§ Action item
Of the lines below, write out exactly those from the line with "self.positions.capacity()" through the line with "is strictly increasing", both included, and skip the rest.

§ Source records
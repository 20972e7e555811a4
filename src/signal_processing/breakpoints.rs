use std::ops::Deref;

use crate::error::{HaarSegError, Result};

/// Ordered list of breakpoint positions
///
/// Each position marks the first sample of a new segment. Positions are
/// strictly increasing and lie in `1..len` for a signal of length `len`;
/// the signal edges are implicit segment boundaries and never stored.
///
/// The list is owned by the caller. Pipeline stages clear it and append to
/// it, so a list created with [`BreakpointList::with_capacity`] sized to the
/// signal length is reused across calls without reallocating.
#[derive(Debug, Clone, Default, PartialEq, Eq)]
pub struct BreakpointList {
    positions: Vec<usize>,
}

impl BreakpointList {
    pub fn new() -> Self {
        Self::default()
    }

    /// Create an empty list able to hold `capacity` positions
    pub fn with_capacity(capacity: usize) -> Self {
        Self {
            positions: Vec::with_capacity(capacity),
        }
    }

    /// Build a list from caller-supplied positions, validating them against
    /// a signal of length `signal_len`
    pub fn from_positions(positions: Vec<usize>, signal_len: usize) -> Result<Self> {
        validate_positions(&positions, signal_len)?;
        Ok(Self { positions })
    }

    pub fn as_slice(&self) -> &[usize] {
        &self.positions
    }

    pub fn capacity(&self) -> usize {
        self.positions.capacity()
    }

    pub fn clear(&mut self) {
        self.positions.clear();
    }

    pub fn into_vec(self) -> Vec<usize> {
        self.positions
    }

    pub(crate) fn push(&mut self, position: usize) {
        debug_assert!(
            self.positions.last().is_none_or(|&last| last < position),
            "breakpoint {position} breaks ascending order"
        );
        self.positions.push(position);
    }

    pub(crate) fn retain<F>(&mut self, keep: F)
    where
        F: FnMut(&usize) -> bool,
    {
        self.positions.retain(keep);
    }
}

impl Deref for BreakpointList {
    type Target = [usize];

    fn deref(&self) -> &[usize] {
        &self.positions
    }
}

impl AsRef<[usize]> for BreakpointList {
    fn as_ref(&self) -> &[usize] {
        &self.positions
    }
}

/// Check that `positions` is strictly increasing and inside `1..signal_len`
pub fn validate_positions(positions: &[usize], signal_len: usize) -> Result<()> {
    let mut previous = 0;
    for &position in positions {
        if position == 0 || position >= signal_len {
            return Err(HaarSegError::PreconditionViolation(format!(
                "breakpoint {position} outside 1..{signal_len}"
            )));
        }
        if position <= previous {
            return Err(HaarSegError::PreconditionViolation(format!(
                "breakpoint {position} does not follow {previous} in ascending order"
            )));
        }
        previous = position;
    }
    Ok(())
}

§ Reply to the exercise
        self.positions.capacity()
    }

    pub fn clear(&mut self) {
        self.positions.clear();
    }

    pub fn into_vec(self) -> Vec<usize> {
        self.positions
    }

    pub(crate) fn push(&mut self, position: usize) {
        debug_assert!(
            self.positions.last().is_none_or(|&last| last < position),
            "breakpoint {position} breaks ascending order"
        );
        self.positions.push(position);
    }

    pub(crate) fn retain<F>(&mut self, keep: F)
    where
        F: FnMut(&usize) -> bool,
    {
        self.positions.retain(keep);
    }
}

impl Deref for BreakpointList {
    type Target = [usize];

    fn deref(&self) -> &[usize] {
        &self.positions
    }
}

impl AsRef<[usize]> for BreakpointList {
    fn as_ref(&self) -> &[usize] {
        &self.positions
    }
}

/// Check that `positions` is strictly increasing and inside `1..signal_len`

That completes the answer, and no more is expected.